# Smart Philippines Sim card Registration



## maemopas (2 d ago)

Please help us as we are done registering our Smart Philippines Sim Card. We received an SMS that we cannot register our sim if roaming is active. Any response will be helpful. Thank you.


----------



## KatanaDV20 (Mar 27, 2020)

maemopas said:


> Please help us as we are done registering our Smart Philippines Sim Card. We received an SMS that we cannot register our sim if roaming is active. Any response will be helpful. Thank you.


If its any help, this is from the Smart website:


> To disable the service, just text “ROAM OFF” and send to 333 in order to use the SIM in the Philippines.








Roaming - Activate







smart.com.ph





Also see here:





How To Activate/Deactivate SMART Roaming Feature?

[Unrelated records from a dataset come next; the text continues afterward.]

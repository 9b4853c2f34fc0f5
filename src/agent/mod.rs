//! The hypothesis engine.
//!
//! Generation, validation and ranking run strictly in sequence; the
//! pipeline module ties them together.

pub mod evaluator;
pub mod generator;
pub mod pipeline;
pub mod ranker;

pub use pipeline::{date_range_from_query, run_pipeline, run_with_retry};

For Postpaid Subscribers: To activate/deactivate international roaming via Web Connect: Go to www.smart.com....




wickedsago.blogspot.com





Alternatively just pop into a local SMART store and they will help you.

Is the Roaming setting on your phone turned off for the SMART sim?


----------



## maemopas (2 d ago)

Thank you. We are here in Malaysia and Smart Center is not an option. Yes our roaming is turned on and once turn it off, we will not be able to turn it on. Do you know any other option?


----------



## KatanaDV20 (Mar 27, 2020)

maemopas said:


> ..our roaming is turned on and once turn it off, we will not be able to turn it on.


This is interesting, why will you not be able to turn it on or off when you please?

I am on my UK sim here and regularly turn data roam on-off.

You can get a free membership on the SMART website from where you can manage your SIM. Give that a try and see if you can manage the roaming from there. Go here:

Create a My Smart Account now


----------



## M.C.A. (Feb 24, 2013)

maemopas said:


> Thank you. We are here in Malaysia and Smart Center is not an option. Yes our roaming is turned on and once turn it off, we will not be able to turn it on. Do you know any other option?


You do need to be a permanent resident or on a more permanent visa/Philippine citizen in order to register otherwise the registration will be limited to your visit date.


----------